Bash – How does a shell (bash, for example) expand wildcard patterns

bashshellwildcards

Assume that a directory has 100 files starting with the letter 'a'.

If I do a grep <some string> a* from the terminal, how will the shell handle this?

Will it expand the regular expression, get a list of all files starting with a and grep on each one of those sequentially? Or is there some other way?

Assume that I have an array of the above filenames that begin with 'a'. Will it take more/less time if I write a for loop and do the iteration myself in a shell script or a c program?

Best Answer

First, a nitpick: a string like a* in normal shell syntax is a glob, which works differently from regular expressions.

On a high-level overview, the shell interpreter (i.e. bash) expands the string a* to a list of every file name matching the pattern a*. These then become part of the command line parameters to a single instance of grep (for the programmers, all the expanded words go as separate strings into the argv argument of main). That single grep command then parses the arguments in whatever way it chooses, and it is up to grep to interpret those arguments as file names, options, option arguments, regular expressions, etc., and take the appropriate actions. Everything occurs sequentially (AFAIK no grep implementation uses multiple threads).

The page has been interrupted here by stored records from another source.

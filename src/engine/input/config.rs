// Input bindings

use super::action::{default_p1_bindings, global_bindings, Action, InputSource};
use std::collections::HashMap;

/// Source-to-action map for one player
#[derive(Debug, Clone, Default)]
pub struct InputBindings {
    bindings: HashMap<InputSource, Action>,
}

impl InputBindings {
    pub fn new() -> Self {
        Self::default()
    }

    /// Create bindings from a list of pairs
    pub fn from_pairs(pairs: Vec<(InputSource, Action)>) -> Self {
        let mut bindings = Self::new();
        for (source, action) in pairs {
            bindings.bind(source, action);
        }
        bindings
    }

    /// Default bindings for a local player; only player 0 has any
    pub fn defaults_for(player_id: usize) -> Self {
        match player_id {
            0 => Self::from_pairs(default_p1_bindings()),
            _ => Self::new(),
        }
    }

    /// Bind a source to an action, replacing any previous binding of the source
    pub fn bind(&mut self, source: InputSource, action: Action) {
        self.bindings.insert(source, action);
    }

    pub fn get_action(&self, source: InputSource) -> Option<Action> {
        self.bindings.get(&source).copied()
    }
}

/// Bindings for all players plus the global (non-player) bindings
#[derive(Debug)]
pub struct InputConfig {
    players: Vec<InputBindings>,
    global: InputBindings,
}

impl InputConfig {
    pub fn new(max_players: usize) -> Self {
        Self {
            players: (0..max_players).map(InputBindings::defaults_for).collect(),
            global: InputBindings::from_pairs(global_bindings()),
        }
    }

    pub fn player(&self, player_id: usize) -> Option<&InputBindings> {
        self.players.get(player_id)
    }

    /// Player-specific action for `source`
    pub fn player_action(&self, player_id: usize, source: InputSource) -> Option<Action> {
        self.player(player_id)?.get_action(source)
    }

    /// Global action for `source`
    pub fn global_action(&self, source: InputSource) -> Option<Action> {
        self.global.get_action(source)
    }
}

impl Default for InputConfig {
    fn default() -> Self {
        Self::new(4)
    }
}

#[cfg(test)]
mod tests {
    use super::*;
    use winit::keyboard::KeyCode;

    #[test]
    fn test_later_binding_replaces_source() {
        let source = InputSource::key(KeyCode::KeyA);
        let bindings = InputBindings::from_pairs(vec![
            (source, Action::MoveLeft),
            (source, Action::MoveRight),
        ]);
        assert_eq!(bindings.get_action(source), Some(Action::MoveRight));
    }

    #[test]
    fn test_only_first_player_has_defaults() {
        let config = InputConfig::new(2);
        let space = InputSource::key(KeyCode::Space);
        assert_eq!(config.player_action(0, space), Some(Action::Jump));
        assert_eq!(config.player_action(1, space), None);
        assert!(config.player(2).is_none());
    }

    #[test]
    fn test_global_action() {
        let config = InputConfig::default();
        let escape = InputSource::key(KeyCode::Escape);
        assert_eq!(config.global_action(escape), Some(Action::Menu));
        assert_eq!(config.player_action(0, escape), None);
    }
}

If you implement a loop in a shell script to do that same thing, it is almost guaranteed to be slower than the above process, for the following reasons. If you spawn a new grep process for each file, it will most certainly be slower due to the overhead of process creation being multiplied unnecessarily. If you constructed the argument list yourself in the shell script and used a single instance of grep, anything you do in shell will still be slower because shell commands have to interpreted (by bash), which adds an extra layer of code, and you'll just be re-implementing what bash was already doing faster internally in compiled code.

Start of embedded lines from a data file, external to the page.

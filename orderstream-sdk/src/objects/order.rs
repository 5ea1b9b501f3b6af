use serde::{Deserialize, Serialize};

/// Order lifecycle states as exposed on the wire.
#[derive(Debug, Clone, Copy, PartialEq, Eq, Hash, Serialize, Deserialize)]
#[serde(rename_all = "lowercase")]
pub enum OrderStatus {
    Pending,
    Shipped,
    Delivered,
}

/// Current state of a single order as sent to clients, both inside the
/// initial snapshot and on every enriched change frame.
#[derive(Debug, Clone, PartialEq, Serialize, Deserialize)]
pub struct OrderSnapshot {
    pub id: i64,
    pub customer_name: String,
    pub product_name: String,
    pub status: OrderStatus,
    #[serde(with = "time::serde::rfc3339")]
    pub created_at: time::OffsetDateTime,
    #[serde(with = "time::serde::rfc3339")]
    pub updated_at: time::OffsetDateTime,
}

As for writing it yourself in C, you can probably easily get comparable performance to the process described in the first paragraph but it's unlikely that you'll be able to achieve enough of a performance gain over the current grep/bash implementations to justify the time spent without delving into machine-specific performance optimizations or sacrificing portability. Maybe you could try to come up with an arbitrarily parallelizable version of grep, but even that may not help as you are more likely to be I/O bound than CPU bound. Glob expansion and grep are already "fast enough" for most "normal" purposes.